From openssh version 4.9p1 up, chroot jail module has been built in, which makes the chroot jail restriction in sftp as possible as in ftp. Or it means ftp no more!
referring to this link: http://www.minstrel.org.uk/papers/sftp/builtin/
after downloading and tar -zxvf the source tar ball:
./configure –prefix=/usr –sysconfdir=/etc/ssh –with-pam –with-tcp-wrappers
make; make install
then vi or nano the /etc/ssh/sshd_config:
replacing the Subsystem line with
Subsystem sftp internal-sftp
adding these line at the end of the file:
Match group sftponly
ChrootDirectory %h
ForceCommand internal-sftp
AllowTcpForwarding no
now create the group ‘sftponly’:
sudo groupadd sftponly
now create a user for chroot jailed sftp and this user will also be prevented from ssh-ing:
sudo useradd -g sftponly -d /home/user1 -s /bin/false
or if you want to assign an already existed user to this purpose:
sudo usermod -g sftponly -d /home/user1 -s /bin/false
now do something about his directory:
sudo chown root:root /home/user1; sudo chmod 755 /home/user1
now you can sftp to this chroot jailed directory but you will find you can’t write into it.

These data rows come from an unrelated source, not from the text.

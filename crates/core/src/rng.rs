//! RNG module - piece randomizer
//!
//! The default randomizer draws every piece independently and uniformly from
//! the seven kinds, so short runs of the same kind are possible. A seven-bag
//! shuffle is available as an opt-in, and a scripted sequence exists for
//! deterministic tests and replays.
//!
//! Randomness comes from a small LCG so a seed fully determines a game.

use crate::types::PieceKind;

/// Simple LCG (Linear Congruential Generator) RNG
/// Uses constants from Numerical Recipes
#[derive(Debug, Clone)]
pub struct SimpleRng {
    state: u32,
}

impl SimpleRng {
    /// Create a new RNG with the given seed
    pub fn new(seed: u32) -> Self {
        // Avoid 0 seed which would produce all zeros
        let state = if seed == 0 { 1 } else { seed };
        Self { state }
    }

    /// Generate next random u32
    pub fn next_u32(&mut self) -> u32 {
        self.state = self.state.wrapping_mul(1664525).wrapping_add(1013904223);
        self.state
    }

    /// Generate random value in range [0, max)
    pub fn next_range(&mut self, max: u32) -> u32 {
        // Low LCG bits cycle with short periods; use the high half.
        (self.next_u32() >> 16) % max
    }

    /// Shuffle a slice using Fisher-Yates
    pub fn shuffle<T>(&mut self, slice: &mut [T]) {
        for i in (1..slice.len()).rev() {
            let j = self.next_range((i + 1) as u32) as usize;
            slice.swap(i, j);
        }
    }

    pub fn state(&self) -> u32 {
        self.state
    }
}

/// Which distribution a [`PieceQueue`] draws from.
#[derive(Debug, Clone, Copy, PartialEq, Eq, Default)]
pub enum RandomizerKind {
    /// Independent uniform draws.
    #[default]
    Uniform,
    /// Shuffled bags of all seven kinds.
    SevenBag,
}

#[derive(Debug, Clone)]
enum Source {
    Uniform(SimpleRng),
    SevenBag {
        rng: SimpleRng,
        bag: [PieceKind; 7],
        index: usize,
    },
    Scripted {
        pieces: Vec<PieceKind>,
        index: usize,
    },
}

/// Endless supply of piece kinds.
#[derive(Debug, Clone)]
pub struct PieceQueue {
    seed: u32,
    source: Source,
}

impl PieceQueue {
    pub fn new(kind: RandomizerKind, seed: u32) -> Self {
        let source = match kind {
            RandomizerKind::Uniform => Source::Uniform(SimpleRng::new(seed)),
            RandomizerKind::SevenBag => Source::SevenBag {
                rng: SimpleRng::new(seed),
                bag: PieceKind::ALL,
                // Forces a shuffle on first draw.
                index: PieceKind::ALL.len(),
            },
        };
        Self { seed, source }
    }

    pub fn uniform(seed: u32) -> Self {
        Self::new(RandomizerKind::Uniform, seed)
    }

    /// Replays `pieces` in order, cycling when exhausted.
    ///
    /// An empty script falls back to a uniform draw seeded with 1.
    pub fn scripted(pieces: Vec<PieceKind>) -> Self {
        if pieces.is_empty() {
            return Self::uniform(1);
        }
        Self {
            seed: 0,
            source: Source::Scripted { pieces, index: 0 },
        }
    }

    /// Draw the next piece kind
    pub fn draw(&mut self) -> PieceKind {
        match &mut self.source {
            Source::Uniform(rng) => PieceKind::ALL[rng.next_range(7) as usize],
            Source::SevenBag { rng, bag, index } => {
                if *index >= bag.len() {
                    *bag = PieceKind::ALL;
                    rng.shuffle(bag);
                    *index = 0;
                }
                let kind = bag[*index];
                *index += 1;
                kind
            }
            Source::Scripted { pieces, index } => {
                let kind = pieces[*index % pieces.len()];
                *index += 1;
                kind
            }
        }
    }

    /// Seed this queue was created with
    pub fn seed(&self) -> u32 {
        self.seed
    }
}

impl Default for PieceQueue {
    fn default() -> Self {
        Self::uniform(1)
    }
}

#[cfg(test)]
mod tests {
    use super::*;

    #[test]
    fn test_rng_deterministic() {
        let mut rng1 = SimpleRng::new(12345);
        let mut rng2 = SimpleRng::new(12345);

        for _ in 0..100 {
            assert_eq!(rng1.next_u32(), rng2.next_u32());
        }
    }

    #[test]
    fn test_rng_zero_seed_is_not_stuck() {
        let mut rng = SimpleRng::new(0);
        let a = rng.next_u32();
        let b = rng.next_u32();
        assert_ne!(a, b);
    }

    #[test]
    fn test_uniform_queue_is_deterministic_per_seed() {
        let mut a = PieceQueue::uniform(42);
        let mut b = PieceQueue::uniform(42);
        for _ in 0..50 {
            assert_eq!(a.draw(), b.draw());
        }
    }

    #[test]
    fn test_uniform_queue_reaches_every_kind() {
        let mut queue = PieceQueue::uniform(7);
        let mut seen = [false; 7];
        for _ in 0..500 {
            seen[(queue.draw().code() - 1) as usize] = true;
        }
        assert!(seen.iter().all(|&s| s));
    }

    #[test]
    fn test_uniform_queue_allows_repeats() {
        // Independent draws must be able to repeat a kind back to back.
        let mut queue = PieceQueue::uniform(3);
        let mut prev = queue.draw();
        let mut repeated = false;
        for _ in 0..200 {
            let kind = queue.draw();
            if kind == prev {
                repeated = true;
                break;
            }
            prev = kind;
        }
        assert!(repeated);
    }

    #[test]
    fn test_seven_bag_draws_all_seven() {
        let mut queue = PieceQueue::new(RandomizerKind::SevenBag, 1);
        let mut drawn: Vec<PieceKind> = (0..7).map(|_| queue.draw()).collect();
        drawn.sort();
        assert_eq!(drawn, PieceKind::ALL.to_vec());
    }

    #[test]
    fn test_scripted_queue_cycles() {
        let mut queue = PieceQueue::scripted(vec![PieceKind::O, PieceKind::I]);
        assert_eq!(queue.draw(), PieceKind::O);
        assert_eq!(queue.draw(), PieceKind::I);
        assert_eq!(queue.draw(), PieceKind::O);
    }
}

Here is the trick:
cd /home/user1; sudo mkdir home; cd home; sudo mkdir user1; chown user1:sftponly user1
this solves the problem. This is because in chroot jailed situation, /home/user1 actually acts as / for sftped user1 and /home/user1/home/user1 actually acts as /home/user1 and since it is owned by user1, it can be written.
Don’t try to directly chown /home/user1 to user1:sftponly or chmod to 777, it’ll cause sftp login to fail.